Une alternative à la prison expérimentée à Marseille

mercredi 10 octobre 2018 à 17:19 Par Philippe Boccara, France Bleu Provence et France Bleu

Héberger des petits délinquants sans logement et atteints de troubles mentaux plutôt que de les enfermer en prison. C'est le pari d'une équipe de chercheurs et médecins marseillais. L'objectif est, entre autres, la lutte contre la récidive. Le test sera lancé à Marseille au premier trimestre 2019.

L'entrée des nouveaux bâtiments des Baumettes à Marseille
L'entrée des nouveaux bâtiments des Baumettes à Marseille © Radio France - Tony Selliez

Marseille, France

Dès le premier trimestre 2019, le test sera lancé à Marseille. Au moins trois personnes par mois (100 en deux ans) seront "recrutées" directement pour le programme après leur jugement en comparution immédiate. Ce projet s'appelle AILSI, Alternative à l'incarcération par le logement et le suivi intensif. Cette initiative est possible grâce à la participation de plusieurs ministères, dont celui de la justice, mais aussi grâce à des fonds privés, comme ceux de fondations.
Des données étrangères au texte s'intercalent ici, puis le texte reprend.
/// A length bookmark into an [`OutputBuffer`].
#[derive(Debug, Clone, Copy, PartialEq, Eq)]
pub(crate) struct Mark(usize);

/// Append-only JSON text.
///
/// Text is only ever appended, so a [`Mark`] taken earlier stays valid and
/// `since` returns exactly what was written after it.
#[derive(Debug, Default)]
pub(crate) struct OutputBuffer {
    text: String,
}

impl OutputBuffer {
    #[cfg(test)]
    pub(crate) fn new() -> Self {
        Self::default()
    }

    #[inline]
    pub(crate) fn push(&mut self, c: char) {
        self.text.push(c);
    }

    #[inline]
    pub(crate) fn push_str(&mut self, s: &str) {
        self.text.push_str(s);
    }

    /// Mutable access for writers that escape in place. Callers must only
    /// append.
    #[inline]
    pub(crate) fn text_mut(&mut self) -> &mut String {
        &mut self.text
    }

    pub(crate) fn mark(&self) -> Mark {
        Mark(self.text.len())
    }

    pub(crate) fn since(&self, mark: Mark) -> &str {
        &self.text[mark.0..]
    }

    pub(crate) fn into_string(self) -> String {
        self.text
    }
}
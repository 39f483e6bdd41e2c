//! The rendering visitor.
//!
//! Every node goes through the same pipeline: a `dig` option hands the node
//! to a [`SearchVisitor`], a deferred node writes its placeholder, a cached
//! node splices or stores its JSON, and everything else runs its block (or
//! partial) in a fresh child scope.
use std::{collections::HashMap, fmt, mem};

use tracing::{debug, trace};

use crate::{
    Error, PathSegment,
    builder::{Scope, ScopeBuilder},
    cache::{Cache, CacheEntry, CacheKey, CacheStore, NullStore, expand_key},
    deferment::{Defer, DeferredDescriptor, props_at_url},
    fragment::{FragmentDescriptor, fragment_ids},
    options::{Options, RenderOptions},
    partial::{NoPartials, Partial, PartialRenderer},
    path::{Path, TraveledPath},
    request::RequestContext,
    searcher::SearchVisitor,
    value::Value,
    visitor::{Block, ItemBlock, NodeVisitor},
};

/// The collaborators and configuration of a render.
pub struct Env<'e> {
    pub(crate) partials: &'e dyn PartialRenderer,
    pub(crate) store: &'e dyn CacheStore,
    request: Box<dyn RequestContext + 'e>,
    pub(crate) options: RenderOptions,
}

impl Default for Env<'_> {
    fn default() -> Self {
        Self {
            partials: &NoPartials,
            store: &NullStore,
            request: Box::new("/"),
            options: RenderOptions::default(),
        }
    }
}

impl<'e> Env<'e> {
    #[must_use]
    pub fn new() -> Self {
        Self::default()
    }

    #[must_use]
    pub fn partials(mut self, partials: &'e dyn PartialRenderer) -> Self {
        self.partials = partials;
        self
    }

    #[must_use]
    pub fn store(mut self, store: &'e dyn CacheStore) -> Self {
        self.store = store;
        self
    }

    /// The request whose path deferment URLs are built from.
    #[must_use]
    pub fn request(mut self, request: impl RequestContext + 'e) -> Self {
        self.request = Box::new(request);
        self
    }

    #[must_use]
    pub fn options(mut self, options: RenderOptions) -> Self {
        self.options = options;
        self
    }
}

impl fmt::Debug for Env<'_> {
    fn fmt(&self, f: &mut fmt::Formatter<'_>) -> fmt::Result {
        f.debug_struct("Env")
            .field("request", &self.request.current_path())
            .field("options", &self.options)
            .finish_non_exhaustive()
    }
}

/// Everything one render accumulates.
#[derive(Debug, Default)]
struct RenderState {
    builder: ScopeBuilder,
    path: TraveledPath,
    deferred: Vec<DeferredDescriptor>,
    fragments: Vec<FragmentDescriptor>,
    /// Entries read ahead by a collection's multi-fetch.
    prefetched: HashMap<String, CacheEntry>,
    deferments_disabled: bool,
    found_path: String,
    fragment_context: Option<String>,
}

/// The output of a finished render.
#[derive(Debug, Clone, PartialEq, Default)]
pub struct Rendered {
    pub json: String,
    pub deferred: Vec<DeferredDescriptor>,
    pub fragments: Vec<FragmentDescriptor>,
    /// Path of the node found by the last search, relative to its fragment
    /// when it was found inside one.
    pub found_path: String,
    /// The fragment the last search matched inside of.
    pub fragment_context: Option<String>,
}

/// Builds a JSON document from [`Dsl`](crate::Dsl) calls.
///
/// A visitor renders one document at a time. [`RenderVisitor::result`] and
/// [`RenderVisitor::finish`] hand the document out and start the next render
/// from a fresh state.
#[derive(Debug)]
pub struct RenderVisitor<'e> {
    env: Env<'e>,
    state: RenderState,
}

impl<'e> RenderVisitor<'e> {
    #[must_use]
    pub fn new(env: Env<'e>) -> Self {
        Self {
            env,
            state: RenderState::default(),
        }
    }

    /// Closes the document and returns it. The deferred and fragment lists
    /// are discarded; use [`RenderVisitor::finish`] to keep them.
    pub fn result(&mut self) -> String {
        self.finish().json
    }

    /// Closes the document and returns it with everything recorded along
    /// the way.
    pub fn finish(&mut self) -> Rendered {
        let state = mem::take(&mut self.state);
        Rendered {
            json: state.builder.finish(),
            deferred: state.deferred,
            fragments: state.fragments,
            found_path: state.found_path,
            fragment_context: state.fragment_context,
        }
    }

    /// Scope of the node being built.
    #[must_use]
    pub fn scope(&self) -> Scope {
        self.state.builder.scope()
    }

    #[must_use]
    pub fn deferred(&self) -> &[DeferredDescriptor] {
        &self.state.deferred
    }

    #[must_use]
    pub fn fragments(&self) -> &[FragmentDescriptor] {
        &self.state.fragments
    }

    #[must_use]
    pub fn found_path(&self) -> &str {
        &self.state.found_path
    }

    #[must_use]
    pub fn fragment_context(&self) -> Option<&str> {
        self.state.fragment_context.as_deref()
    }

    pub(crate) fn partials(&self) -> &'e dyn PartialRenderer {
        self.env.partials
    }

    fn deferments_enabled(&self) -> bool {
        self.env.options.deferments && !self.state.deferments_disabled
    }

    /// Searches `block` for `target` and renders the match, if any, under
    /// `key`. A miss writes nothing.
    fn search_set(
        &mut self,
        key: &str,
        target: Path,
        options: Options,
        block: &mut Block<'_>,
    ) -> Result<(), Error> {
        let outcome = {
            let mut searcher = SearchVisitor::new(self, key, target);
            searcher.visit_set(key, options, block)?;
            searcher.finish()
        };
        debug!(
            key,
            found = outcome.found,
            found_path = %outcome.found_path,
            "search finished"
        );
        self.state.found_path = outcome.found_path;
        self.state.fragment_context = outcome.fragment_context;
        Ok(())
    }

    /// Writes the value of the node whose slot is open.
    fn block_content(&mut self, mut options: Options, block: &mut Block<'_>) -> Result<(), Error> {
        if !options.has_extensions() {
            return self.content(&options, block);
        }

        if let Some(defer) = options.defer.take() {
            if let Some(kind) = defer.kind_name() {
                let placeholder = self.defer_node(&defer, kind, &options)?;
                self.state.builder.push_value(&placeholder);
                self.record_fragments(&options);
                return Ok(());
            }
        }

        match options.cache.take() {
            Some(cache) if self.env.options.perform_caching => {
                self.with_cache(&cache, |this| this.content(&options, block))
            }
            _ => self.content(&options, block),
        }
    }

    /// Renders the node in a fresh child scope, through its partial when it
    /// has one, then adds the addressing attribute.
    fn content(&mut self, options: &Options, block: &mut Block<'_>) -> Result<(), Error> {
        let enclosing = self.state.builder.open_content();
        self.record_fragments(options);
        match &options.partial {
            Some(partial) => {
                let partials = self.env.partials;
                partial.render(partials, self)?;
            }
            None => block(self)?,
        }
        if let Some((name, value)) = options.key_pair() {
            self.state.builder.set_value(name, value)?;
        }
        self.state.builder.close_content(enclosing);
        Ok(())
    }

    fn record_fragments(&mut self, options: &Options) {
        for id in fragment_ids(options) {
            self.record_fragment(id);
        }
    }

    fn record_fragment(&mut self, id: &str) {
        let path = self.state.path.join();
        trace!(id, path = %path, "fragment");
        self.state.fragments.push(FragmentDescriptor {
            id: id.to_owned(),
            path,
        });
    }

    /// Records the deferment and returns the placeholder to write.
    fn defer_node(&mut self, defer: &Defer, kind: &str, options: &Options) -> Result<Value, Error> {
        let placeholder = match options.key_pair() {
            Some((name, value)) if kind == "auto" => Value::object([(name, value.clone())]),
            _ => defer
                .placeholder
                .clone()
                .unwrap_or_else(|| Value::Object(crate::Map::new())),
        };
        let path = self.state.path.join();
        let url = props_at_url(self.env.request.current_path(), &path)?;
        trace!(kind, path = %path, url = %url, "deferred");
        self.state.deferred.push(DeferredDescriptor {
            url,
            path,
            kind: kind.to_owned(),
            success_action: defer.success_action.clone(),
            fail_action: defer.fail_action.clone(),
        });
        Ok(placeholder)
    }

    /// Splices the cached JSON for `cache`, or renders and stores it.
    ///
    /// On a miss the node renders against empty descriptor lists, so the
    /// entry holds exactly the descriptors recorded inside it. Both paths then
    /// append those descriptors to the enclosing lists.
    fn with_cache<F>(&mut self, cache: &Cache, render: F) -> Result<(), Error>
    where
        F: FnOnce(&mut Self) -> Result<(), Error>,
    {
        let CacheKey::Literal(key) = &cache.key else {
            return Err(Error::InvalidOption(
                "a derived cache key can only be used with a collection",
            ));
        };
        let key = expand_key(&self.env.options.cache_namespace, key);

        let hit = match self.state.prefetched.get(&key) {
            Some(entry) => Some(entry.clone()),
            None => self.env.store.get(&key).map_err(Error::Store)?,
        };
        if let Some(entry) = hit {
            debug!(key = %key, "cache hit");
            self.state.builder.push_json(&entry.raw_json);
            self.state.deferred.extend(entry.deferred);
            self.state.fragments.extend(entry.fragments);
            return Ok(());
        }

        debug!(key = %key, "cache miss");
        let outer_deferred = mem::take(&mut self.state.deferred);
        let outer_fragments = mem::take(&mut self.state.fragments);
        let mark = self.state.builder.mark();
        let rendered = render(self);
        let deferred = mem::replace(&mut self.state.deferred, outer_deferred);
        let fragments = mem::replace(&mut self.state.fragments, outer_fragments);
        rendered?;

        let entry = CacheEntry {
            raw_json: self.state.builder.since(mark).to_owned(),
            deferred,
            fragments,
        };
        self.env
            .store
            .put(&key, &entry, &cache.options)
            .map_err(Error::Store)?;
        debug!(key = %key, bytes = entry.raw_json.len(), "cache write");
        self.state.deferred.extend(entry.deferred);
        self.state.fragments.extend(entry.fragments);
        Ok(())
    }

    /// Refines the options of every item, finds a partial template once for
    /// the whole collection, and reads every cached item in one batch.
    fn refine_all_item_options(
        &mut self,
        collection: &[Value],
        options: &Options,
    ) -> Result<Vec<Options>, Error> {
        if collection.is_empty() {
            return Ok(Vec::new());
        }
        if !options.has_extensions() {
            return Ok(vec![Options::default(); collection.len()]);
        }

        let mut template = options.clone();
        if let Some(partial) = &mut template.partial {
            partial.template = Some(partial.find(self.env.partials)?);
        }

        let deferments = self.deferments_enabled();
        let all = collection
            .iter()
            .map(|item| template.clone().refine(Some(item), deferments))
            .collect::<Result<Vec<_>, _>>()?;

        if self.env.options.perform_caching {
            let namespace = &self.env.options.cache_namespace;
            let keys: Vec<String> = all
                .iter()
                .filter(|options| options.defer.is_none())
                .filter_map(|options| match options.cache.as_ref().map(|c| &c.key) {
                    Some(CacheKey::Literal(key)) => Some(expand_key(namespace, key)),
                    _ => None,
                })
                .collect();
            if !keys.is_empty() {
                let found = self.env.store.get_many(&keys).map_err(Error::Store)?;
                debug!(requested = keys.len(), found = found.len(), "cache multi-fetch");
                self.state.prefetched.extend(found);
            }
        }
        Ok(all)
    }
}

impl NodeVisitor for RenderVisitor<'_> {
    fn visit_value(&mut self, key: &str, value: &Value) -> Result<(), Error> {
        self.state.builder.set_value(key, value)
    }

    fn visit_set(
        &mut self,
        key: &str,
        mut options: Options,
        block: &mut Block<'_>,
    ) -> Result<(), Error> {
        if let Some(target) = options.search.take() {
            if !target.is_empty() {
                self.state.builder.check_object()?;
                return self.search_set(key, target, options, block);
            }
        }

        let options = options.refine(None, self.deferments_enabled())?;
        self.state.builder.begin_set(key)?;
        let depth = self.state.path.len();
        self.state.path.push_key(key);
        self.state.path.extend_from_slice(&options.path_suffix);
        let result = self.block_content(options, block);
        self.state.path.truncate(depth);
        result
    }

    fn visit_array(
        &mut self,
        collection: &[Value],
        options: Options,
        block: &mut ItemBlock<'_>,
    ) -> Result<(), Error> {
        self.state.builder.begin_array(false)?;
        let all = self.refine_all_item_options(collection, &options)?;

        for (index, (item, options)) in collection.iter().zip(all).enumerate() {
            let depth = self.state.path.len();
            self.state.path.push(options.item_segment(index));
            let mut item_block = |visitor: &mut dyn NodeVisitor| block(visitor, item, index);
            self.block_content(options, &mut item_block)?;
            self.state.path.truncate(depth);
        }
        Ok(())
    }

    fn visit_children(&mut self, block: &mut Block<'_>) -> Result<(), Error> {
        self.state.builder.begin_array(true)?;
        block(self)
    }

    fn visit_child(&mut self, block: Option<&mut Block<'_>>) -> Result<(), Error> {
        let index = self.state.builder.begin_child()?;
        let block = block.ok_or(Error::MissingBlock)?;
        let depth = self.state.path.len();
        self.state.path.push(PathSegment::Index(index));
        let enclosing = self.state.builder.open_content();
        block(self)?;
        self.state.builder.close_content(enclosing);
        self.state.path.truncate(depth);
        Ok(())
    }

    fn visit_partial(&mut self, partial: &Partial) -> Result<(), Error> {
        if let Some(id) = &partial.fragment {
            self.record_fragment(id);
        }
        let partials = self.env.partials;
        partial.render(partials, self)
    }

    fn traveled_path(&self) -> String {
        self.state.path.join()
    }

    fn disable_deferments(&mut self) {
        self.state.deferments_disabled = true;
    }
}
//! The scope state machine.
//!
//! Every node's block starts [`Scope::Undetermined`]. The first structural
//! call made inside it commits the node: `set`/`extract` to an object, `array`
//! to an array. The commitment is write-once for the rest of the block and is
//! reset for every child context opened below it.
use crate::{Error, buffer::Mark, value::Value, writer::JsonWriter};

/// The structural kind a node is committed to.
#[derive(Debug, Clone, Copy, PartialEq, Eq, Default)]
pub enum Scope {
    #[default]
    Undetermined,
    Object,
    Array,
}

/// Scope of the enclosing node, saved while a child context is open.
#[derive(Debug)]
#[must_use]
pub(crate) struct Enclosing {
    scope: Scope,
    children: Option<usize>,
}

#[derive(Debug, Default)]
pub(crate) struct ScopeBuilder {
    writer: JsonWriter,
    scope: Scope,
    /// `Some(next index)` while inside an `array!` with no collection.
    children: Option<usize>,
}

impl ScopeBuilder {
    #[cfg(test)]
    pub(crate) fn new() -> Self {
        Self::default()
    }

    pub(crate) fn scope(&self) -> Scope {
        self.scope
    }

    /// Fails when a key cannot be set on the current node.
    pub(crate) fn check_object(&self) -> Result<(), Error> {
        if self.scope == Scope::Array {
            return Err(Error::InvalidScopeForObj);
        }
        Ok(())
    }

    fn commit_object(&mut self) -> Result<(), Error> {
        self.check_object()?;
        if self.scope == Scope::Undetermined {
            self.scope = Scope::Object;
            self.writer.push_object();
        }
        Ok(())
    }

    /// Assigns a scalar under `key`.
    pub(crate) fn set_value(&mut self, key: &str, value: &Value) -> Result<(), Error> {
        self.commit_object()?;
        self.writer.push_key(key);
        self.writer.push_value(value);
        Ok(())
    }

    /// Writes `key` and leaves its value slot open for a block.
    pub(crate) fn begin_set(&mut self, key: &str) -> Result<(), Error> {
        self.commit_object()?;
        self.writer.push_key(key);
        Ok(())
    }

    /// Commits the node to an array. `bare` arrays accept `child` calls.
    pub(crate) fn begin_array(&mut self, bare: bool) -> Result<(), Error> {
        if self.scope != Scope::Undetermined {
            return Err(Error::InvalidScopeForArray);
        }
        self.scope = Scope::Array;
        self.children = bare.then_some(0);
        self.writer.push_array();
        Ok(())
    }

    /// Claims the next child index of a bare array.
    pub(crate) fn begin_child(&mut self) -> Result<usize, Error> {
        match (self.scope, self.children.as_mut()) {
            (Scope::Array, Some(next)) => {
                let index = *next;
                *next += 1;
                Ok(index)
            }
            _ => Err(Error::InvalidScopeForChild),
        }
    }

    /// Opens a child context: the new node starts undetermined.
    pub(crate) fn open_content(&mut self) -> Enclosing {
        Enclosing {
            scope: core::mem::take(&mut self.scope),
            children: self.children.take(),
        }
    }

    /// Closes the child context, materializing an untouched node as `{}`.
    pub(crate) fn close_content(&mut self, enclosing: Enclosing) {
        if self.scope == Scope::Undetermined {
            self.writer.push_object();
        }
        self.writer.pop();
        self.scope = enclosing.scope;
        self.children = enclosing.children;
    }

    /// Writes a complete value into the current slot (placeholders).
    pub(crate) fn push_value(&mut self, value: &Value) {
        self.writer.push_value(value);
    }

    /// Splices raw JSON into the current slot.
    pub(crate) fn push_json(&mut self, raw: &str) {
        self.writer.push_json(raw);
    }

    pub(crate) fn mark(&mut self) -> Mark {
        self.writer.mark()
    }

    pub(crate) fn since(&self, mark: Mark) -> &str {
        self.writer.since(mark)
    }

    /// Closes the root and returns the document.
    pub(crate) fn finish(mut self) -> String {
        if self.scope == Scope::Undetermined && self.writer.depth() == 0 {
            self.writer.push_object();
        }
        self.writer.into_string()
    }
}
Il faut en effet payer les logements d'accueil.

Objectif, éviter la récidive

C’est une approche nouvelle de la punition selon un des investisseurs du projet, "elle donne aux jeunes des chances de s'en sortir". La cible du programme est constituée d’hommes plutôt jeunes, sans logement et atteints de troubles mentaux, la plupart du temps sans travail ni famille, auteurs de délits mineurs, par exemple outrage à agent ou vol à l'arraché. Ce sont des personnes jugées dans un délai très court

Si le juge applique le projet AILSI, le prévenu sera d'abord hébergé dans un logement collectif, ensuite, il aura un logement individuel et un accompagnement avec psychiatre et addictologue. Cela complété par du coaching pour trouver un emploi. Le suivi doit durer deux ans. 

Pour l’heure, ce projet doit être finalisé avec les différents ministères et les fondations. Une étude sera menée à Marseille pendant cinq ans et sur 120 prévenus pour évaluer les bénéfices de ce dispositif. Il doit notamment éviter la récidive.